---- DATA FOR THE TASK
//! In-memory news server
//!
//! Holds articles per group and hands out [`MemorySession`]s that behave like
//! a real connection: overview ranges, missing article numbers, and injected
//! block failures. Useful for replaying captured overviews and for tests.

use super::{GroupRange, NewsSource, OverviewRow, SessionFactory};
use crate::error::{Result, ScanError};
use chrono::{DateTime, Utc};
use std::collections::{BTreeMap, HashMap};
use std::sync::Arc;
use tokio::sync::Mutex;

#[derive(Default)]
struct ServerState {
    groups: HashMap<String, BTreeMap<u64, OverviewRow>>,
    // (group, block start) -> remaining failures
    failures: HashMap<(String, u64), u32>,
    overview_requests: u64,
    now: Option<DateTime<Utc>>,
}

/// Shared in-memory article store
#[derive(Clone, Default)]
pub struct MemoryNewsServer {
    state: Arc<Mutex<ServerState>>,
}

impl MemoryNewsServer {
    /// Create an empty server
    pub fn new() -> Self {
        Self::default()
    }

    /// Make a group exist even when it holds no articles
    pub async fn create_group(&self, group: &str) {
        self.state
            .lock()
            .await
            .groups
            .entry(group.to_string())
            .or_default();
    }

    /// Store an article row in a group
    pub async fn post(&self, group: &str, row: OverviewRow) {
        self.state
            .lock()
            .await
            .groups
            .entry(group.to_string())
            .or_default()
            .insert(row.article_number, row);
    }

    /// Remove an article (simulates expiry or takedown gaps)
    pub async fn expire(&self, group: &str, article_number: u64) {
        if let Some(articles) = self.state.lock().await.groups.get_mut(group) {
            articles.remove(&article_number);
        }
    }

    /// Fail the next `times` overview requests whose range starts at `start`
    pub async fn fail_block(&self, group: &str, start: u64, times: u32) {
        self.state
            .lock()
            .await
            .failures
            .insert((group.to_string(), start), times);
    }

    /// Pin the server clock returned by DATE
    pub async fn set_time(&self, now: DateTime<Utc>) {
        self.state.lock().await.now = Some(now);
    }

    /// Number of overview requests served so far (including failed ones)
    pub async fn overview_requests(&self) -> u64 {
        self.state.lock().await.overview_requests
    }

    /// Open a session without going through the [`SessionFactory`] trait
    pub fn session(&self) -> MemorySession {
        MemorySession {
            state: self.state.clone(),
            group: None,
        }
    }
}

#[async_trait::async_trait]
impl SessionFactory for MemoryNewsServer {
    async fn open(&self) -> Result<Box<dyn NewsSource>> {
        Ok(Box::new(self.session()))
    }
}

/// A session against a [`MemoryNewsServer`]
pub struct MemorySession {
    state: Arc<Mutex<ServerState>>,
    group: Option<String>,
}

impl MemorySession {
    fn selected(&self) -> Result<&str> {
        self.group
            .as_deref()
            .ok_or_else(|| nntp_rs::NntpError::NoGroupSelected.into())
    }
}

#[async_trait::async_trait]
impl NewsSource for MemorySession {
    async fn select_group(&mut self, group: &str) -> Result<GroupRange> {
        let state = self.state.lock().await;
        let Some(articles) = state.groups.get(group) else {
            return Err(ScanError::GroupUnavailable {
                group: group.to_string(),
                reason: "no such group".to_string(),
            }
            .into());
        };
        let range = match (articles.keys().next(), articles.keys().next_back()) {
            (Some(&first), Some(&last)) => GroupRange {
                count: articles.len() as u64,
                first,
                last,
            },
            _ => GroupRange {
                count: 0,
                first: 1,
                last: 0,
            },
        };
        drop(state);
        self.group = Some(group.to_string());
        Ok(range)
    }

    async fn fetch_overview(&mut self, start: u64, end: u64) -> Result<Vec<OverviewRow>> {
        let group = self.selected()?.to_string();
        let mut state = self.state.lock().await;
        state.overview_requests += 1;

        if let Some(remaining) = state.failures.get_mut(&(group.clone(), start))
            && *remaining > 0
        {
            *remaining -= 1;
            return Err(nntp_rs::NntpError::Timeout.into());
        }

        Ok(state
            .groups
            .get(&group)
            .map(|articles| articles.range(start..=end).map(|(_, row)| row.clone()).collect())
            .unwrap_or_default())
    }

    async fn article_date(&mut self, article_number: u64) -> Result<Option<DateTime<Utc>>> {
        let group = self.selected()?.to_string();
        let state = self.state.lock().await;
        Ok(state
            .groups
            .get(&group)
            .and_then(|articles| articles.get(&article_number))
            .and_then(|row| row.date))
    }

    async fn server_time(&mut self) -> Result<DateTime<Utc>> {
        Ok(self.state.lock().await.now.unwrap_or_else(Utc::now))
    }
}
--------
_EXERCISE AIM_
Look through the material above and print exactly the lines from the one containing "returned by DATE" to the one containing "pub struct MemorySession", both included, and nothing more.

_YOUR RESPONSE_
    /// Pin the server clock returned by DATE
    pub async fn set_time(&self, now: DateTime<Utc>) {
        self.state.lock().await.now = Some(now);
    }

    /// Number of overview requests served so far (including failed ones)
    pub async fn overview_requests(&self) -> u64 {
        self.state.lock().await.overview_requests
    }

    /// Open a session without going through the [`SessionFactory`] trait
    pub fn session(&self) -> MemorySession {
        MemorySession {
            state: self.state.clone(),
            group: None,
        }
    }
}

#[async_trait::async_trait]
impl SessionFactory for MemoryNewsServer {
    async fn open(&self) -> Result<Box<dyn NewsSource>> {
        Ok(Box::new(self.session()))
    }
}

/// A session against a [`MemoryNewsServer`]
pub struct MemorySession {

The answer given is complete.